Task instructions = Nothing in the records may be left out or altered; reproduce them all exactly.

Data records =
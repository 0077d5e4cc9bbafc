//! Property-based integration tests for in-page conversion.
//!
//! These tests drive the public API with random amounts, layouts and content
//! trees, using the `proptest` crate for random test case generation.

use chrono::NaiveDate;
use pagefx_core::content::walk_text_nodes;
use pagefx_core::fx::{find_currency_occurrences, format_money, parse_amount, CurrencyPattern};
use pagefx_core::{ContentNode, FxError, RateSnapshot};
use proptest::prelude::*;
use rust_decimal::Decimal;
use rust_decimal_macros::dec;
use std::collections::HashMap;

// =============================================================================
// Generators
// =============================================================================

/// Generates a whole amount rendered with thousands separators, e.g. "8,000".
fn arb_grouped_amount() -> impl Strategy<Value = (u64, String)> {
    (0u64..1_000_000_000).prop_map(|value| {
        let grouped = format_money(Decimal::from(value), "", 0);
        (value, grouped.trim_start().to_string())
    })
}

/// Generates filler text that never contains the "R" symbol.
fn arb_filler() -> impl Strategy<Value = String> {
    "[a-zA-QS-Z ,.]{0,24}"
}

/// Generates a small content tree of nested elements and text leaves.
fn arb_tree() -> impl Strategy<Value = ContentNode> {
    let leaf = prop_oneof![
        arb_filler().prop_map(ContentNode::text),
        (0u64..100_000).prop_map(|v| ContentNode::text(format!("From R {} per night", v))),
    ];
    leaf.prop_recursive(3, 24, 4, |inner| {
        (
            prop_oneof![Just("div"), Just("span"), Just("script")],
            prop::collection::vec(inner, 0..4),
        )
            .prop_map(|(kind, children)| ContentNode::element(kind, children))
    })
}

fn snapshot() -> RateSnapshot {
    RateSnapshot {
        base: "ZAR".to_string(),
        date: NaiveDate::from_ymd_opt(2024, 3, 1).unwrap(),
        rates: HashMap::from([
            ("ZAR".to_string(), dec!(1)),
            ("USD".to_string(), dec!(0.054)),
        ]),
        fetched_at_ms: 0,
    }
}

fn leaves(node: &ContentNode, out: &mut Vec<String>) {
    match node {
        ContentNode::Text(text) => out.push(text.data.clone()),
        ContentNode::Element(element) => {
            for child in &element.children {
                leaves(child, out);
            }
        }
        ContentNode::Other(_) => {}
    }
}

// =============================================================================
// Properties
// =============================================================================

proptest! {
    /// Any grouped amount after the symbol is found and parsed back exactly.
    #[test]
    fn prop_grouped_amount_is_found_and_parsed(
        (value, grouped) in arb_grouped_amount(),
        before in arb_filler(),
    ) {
        let text = format!("{} R {} a night", before, grouped);
        let occurrences = find_currency_occurrences(&text, "R").unwrap();

        prop_assert_eq!(occurrences.len(), 1);
        prop_assert_eq!(occurrences[0].amount, grouped.as_str());
        prop_assert_eq!(parse_amount(occurrences[0].amount).unwrap(), Decimal::from(value));
    }

    /// Replacement never touches text outside the matched spans.
    #[test]
    fn prop_identity_replacement_preserves_text(
        parts in prop::collection::vec((arb_filler(), 0u64..100_000), 0..5),
    ) {
        let text: String = parts
            .iter()
            .map(|(filler, amount)| format!("{} R {}", filler, amount))
            .collect();
        let pattern = CurrencyPattern::for_symbol("R").unwrap();
        let out = pattern
            .replace_all(&text, |m| Ok::<_, FxError>(format!("{}R {}", m.prefix, m.amount)))
            .unwrap();
        prop_assert_eq!(out, text);
    }

    /// Converting a tree never changes its shape, and script leaves keep their text.
    #[test]
    fn prop_tree_walk_preserves_shape(tree in arb_tree()) {
        let mut converted = tree.clone();
        let snap = snapshot();
        let pattern = CurrencyPattern::for_symbol("R").unwrap();
        let converter = pagefx_core::fx::AmountConverter::new(&snap, "ZAR", "USD", 0).unwrap();

        walk_text_nodes(
            &mut converted,
            &|kind: &str| kind.eq_ignore_ascii_case("script"),
            &mut |text: &str| pattern.replace_all(text, |m| converter.convert_match(m)),
        )
        .unwrap();

        let mut before = Vec::new();
        let mut after = Vec::new();
        leaves(&tree, &mut before);
        leaves(&converted, &mut after);
        prop_assert_eq!(before.len(), after.len());

        let mut script_before = String::new();
        let mut script_after = String::new();
        collect_scripts(&tree, &mut script_before);
        collect_scripts(&converted, &mut script_after);
        prop_assert_eq!(script_before, script_after);
    }
}

fn collect_scripts(node: &ContentNode, out: &mut String) {
    if let ContentNode::Element(element) = node {
        if element.kind == "script" {
            out.push_str(&node.text_content());
            out.push('\u{0}');
            return;
        }
        for child in &element.children {
            collect_scripts(child, out);
        }
    }
}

Solved exercise =
repository 0077d5e4cc9bbafc
//! Property-based integration tests for in-page conversion.
//!
//! These tests drive the public API with random amounts, layouts and content
//! trees, using the `proptest` crate for random test case generation.

use chrono::NaiveDate;
use pagefx_core::content::walk_text_nodes;
use pagefx_core::fx::{find_currency_occurrences, format_money, parse_amount, CurrencyPattern};
use pagefx_core::{ContentNode, FxError, RateSnapshot};
use proptest::prelude::*;
use rust_decimal::Decimal;
use rust_decimal_macros::dec;
use std::collections::HashMap;

// =============================================================================
// Generators
// =============================================================================

/// Generates a whole amount rendered with thousands separators, e.g. "8,000".
fn arb_grouped_amount() -> impl Strategy<Value = (u64, String)> {
    (0u64..1_000_000_000).prop_map(|value| {
        let grouped = format_money(Decimal::from(value), "", 0);
        (value, grouped.trim_start().to_string())
    })
}

/// Generates filler text that never contains the "R" symbol.
fn arb_filler() -> impl Strategy<Value = String> {
    "[a-zA-QS-Z ,.]{0,24}"
}

/// Generates a small content tree of nested elements and text leaves.
fn arb_tree() -> impl Strategy<Value = ContentNode> {
    let leaf = prop_oneof![
        arb_filler().prop_map(ContentNode::text),
        (0u64..100_000).prop_map(|v| ContentNode::text(format!("From R {} per night", v))),
    ];
    leaf.prop_recursive(3, 24, 4, |inner| {
        (
            prop_oneof![Just("div"), Just("span"), Just("script")],
            prop::collection::vec(inner, 0..4),
        )
            .prop_map(|(kind, children)| ContentNode::element(kind, children))
    })
}

fn snapshot() -> RateSnapshot {
    RateSnapshot {
        base: "ZAR".to_string(),
        date: NaiveDate::from_ymd_opt(2024, 3, 1).unwrap(),
        rates: HashMap::from([
            ("ZAR".to_string(), dec!(1)),
            ("USD".to_string(), dec!(0.054)),
        ]),
        fetched_at_ms: 0,
    }
}

fn leaves(node: &ContentNode, out: &mut Vec<String>) {
    match node {
        ContentNode::Text(text) => out.push(text.data.clone()),
        ContentNode::Element(element) => {
            for child in &element.children {
                leaves(child, out);
            }
        }
        ContentNode::Other(_) => {}
    }
}

// =============================================================================
// Properties
// =============================================================================

proptest! {
    /// Any grouped amount after the symbol is found and parsed back exactly.
    #[test]
    fn prop_grouped_amount_is_found_and_parsed(
        (value, grouped) in arb_grouped_amount(),
        before in arb_filler(),
    ) {
        let text = format!("{} R {} a night", before, grouped);
        let occurrences = find_currency_occurrences(&text, "R").unwrap();

        prop_assert_eq!(occurrences.len(), 1);
        prop_assert_eq!(occurrences[0].amount, grouped.as_str());
        prop_assert_eq!(parse_amount(occurrences[0].amount).unwrap(), Decimal::from(value));
    }

    /// Replacement never touches text outside the matched spans.
    #[test]
    fn prop_identity_replacement_preserves_text(
        parts in prop::collection::vec((arb_filler(), 0u64..100_000), 0..5),
    ) {
        let text: String = parts
            .iter()
            .map(|(filler, amount)| format!("{} R {}", filler, amount))
            .collect();
        let pattern = CurrencyPattern::for_symbol("R").unwrap();
        let out = pattern
            .replace_all(&text, |m| Ok::<_, FxError>(format!("{}R {}", m.prefix, m.amount)))
            .unwrap();
        prop_assert_eq!(out, text);
    }

    /// Converting a tree never changes its shape, and script leaves keep their text.
    #[test]
    fn prop_tree_walk_preserves_shape(tree in arb_tree()) {
        let mut converted = tree.clone();
        let snap = snapshot();
        let pattern = CurrencyPattern::for_symbol("R").unwrap();
        let converter = pagefx_core::fx::AmountConverter::new(&snap, "ZAR", "USD", 0).unwrap();

        walk_text_nodes(
            &mut converted,
            &|kind: &str| kind.eq_ignore_ascii_case("script"),
            &mut |text: &str| pattern.replace_all(text, |m| converter.convert_match(m)),
        )
        .unwrap();

        let mut before = Vec::new();
        let mut after = Vec::new();
        leaves(&tree, &mut before);
        leaves(&converted, &mut after);
        prop_assert_eq!(before.len(), after.len());

        let mut script_before = String::new();
        let mut script_after = String::new();
        collect_scripts(&tree, &mut script_before);
        collect_scripts(&converted, &mut script_after);
        prop_assert_eq!(script_before, script_after);
    }
}

fn collect_scripts(node: &ContentNode, out: &mut String) {
    if let ContentNode::Element(element) = node {
        if element.kind == "script" {
            out.push_str(&node.text_content());
            out.push('\u{0}');
            return;
        }
        for child in &element.children {
            collect_scripts(child, out);
        }
    }
}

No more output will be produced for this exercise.